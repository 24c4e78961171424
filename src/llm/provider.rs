use async_trait::async_trait;

use crate::core::errors::ChatError;

/// Remote language-model seam. One concrete implementation talks to the
/// Gemini API; tests substitute scripted providers.
#[async_trait]
pub trait LlmProvider: Send + Sync {
    /// Provider name (e.g. "gemini").
    fn name(&self) -> &str;

    /// Single-prompt completion, non-streaming.
    async fn generate(&self, prompt: &str) -> Result<String, ChatError>;

    /// Embed a batch of texts, one vector per input, in input order.
    async fn embed(&self, inputs: &[String]) -> Result<Vec<Vec<f32>>, ChatError>;
}
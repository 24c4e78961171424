use std::sync::Arc;

use axum::extract::State;
use axum::response::IntoResponse;
use axum::Json;
use serde_json::json;

use crate::state::AppState;

pub async fn health(State(state): State<Arc<AppState>>) -> impl IntoResponse {
    let uptime_secs = (chrono::Utc::now() - state.started_at).num_seconds();
    Json(json!({
        "status": "ok",
        "degraded": state.degraded,
        "backend": state.retriever.name(),
        "chunks": state.chunk_count,
        "uptime_secs": uptime_secs,
    }))
}
//! Term-overlap retriever.
//!
//! Scores each chunk by the number of query tokens that occur anywhere in
//! the lowercased chunk text. Presence per token, not frequency: a token
//! repeated in the chunk still contributes exactly 1. No stemming, no
//! normalization beyond lowercasing.

use std::sync::OnceLock;

use async_trait::async_trait;
use regex::Regex;

use crate::core::errors::ChatError;
use crate::rag::chunker::DocumentChunk;
use crate::rag::retriever::{RetrievedChunk, Retriever};

pub struct KeywordRetriever {
    chunks: Vec<DocumentChunk>,
}

impl KeywordRetriever {
    pub fn new(chunks: Vec<DocumentChunk>) -> Self {
        Self { chunks }
    }
}

fn tokenize(query: &str) -> Vec<String> {
    static WORD: OnceLock<Regex> = OnceLock::new();
    let re = WORD.get_or_init(|| Regex::new(r"\w+").expect("literal pattern"));
    re.find_iter(&query.to_lowercase())
        .map(|m| m.as_str().to_string())
        .collect()
}

#[async_trait]
impl Retriever for KeywordRetriever {
    fn name(&self) -> &'static str {
        "keyword"
    }

    async fn search(&self, query: &str, top_k: usize) -> Result<Vec<RetrievedChunk>, ChatError> {
        let terms = tokenize(query);
        if terms.is_empty() {
            return Ok(Vec::new());
        }

        let mut results: Vec<(usize, &DocumentChunk)> = self
            .chunks
            .iter()
            .map(|chunk| {
                let text = chunk.text.to_lowercase();
                let score = terms.iter().filter(|term| text.contains(term.as_str())).count();
                (score, chunk)
            })
            .filter(|(score, _)| *score > 0)
            .collect();

        // stable sort: ties keep corpus order
        results.sort_by(|a, b| b.0.cmp(&a.0));
        results.truncate(top_k);

        Ok(results
            .into_iter()
            .map(|(score, chunk)| RetrievedChunk {
                chunk: chunk.clone(),
                score: score as f32,
            })
            .collect())
    }
}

§ **HOW TO COMPLETE THIS TASK**: Write the lines out verbatim, from the one with "re.find_iter(&query.to_lowercase())" through the last line of the entries, and stop there.

§ **YOUR SOLUTION**:
    re.find_iter(&query.to_lowercase())
        .map(|m| m.as_str().to_string())
        .collect()
}

#[async_trait]
impl Retriever for KeywordRetriever {
    fn name(&self) -> &'static str {
        "keyword"
    }

    async fn search(&self, query: &str, top_k: usize) -> Result<Vec<RetrievedChunk>, ChatError> {
        let terms = tokenize(query);
        if terms.is_empty() {
            return Ok(Vec::new());
        }

        let mut results: Vec<(usize, &DocumentChunk)> = self
            .chunks
            .iter()
            .map(|chunk| {
                let text = chunk.text.to_lowercase();
                let score = terms.iter().filter(|term| text.contains(term.as_str())).count();
                (score, chunk)
            })
            .filter(|(score, _)| *score > 0)
            .collect();

        // stable sort: ties keep corpus order
        results.sort_by(|a, b| b.0.cmp(&a.0));
        results.truncate(top_k);

        Ok(results
            .into_iter()
            .map(|(score, chunk)| RetrievedChunk {
                chunk: chunk.clone(),
                score: score as f32,
            })
            .collect())
    }
}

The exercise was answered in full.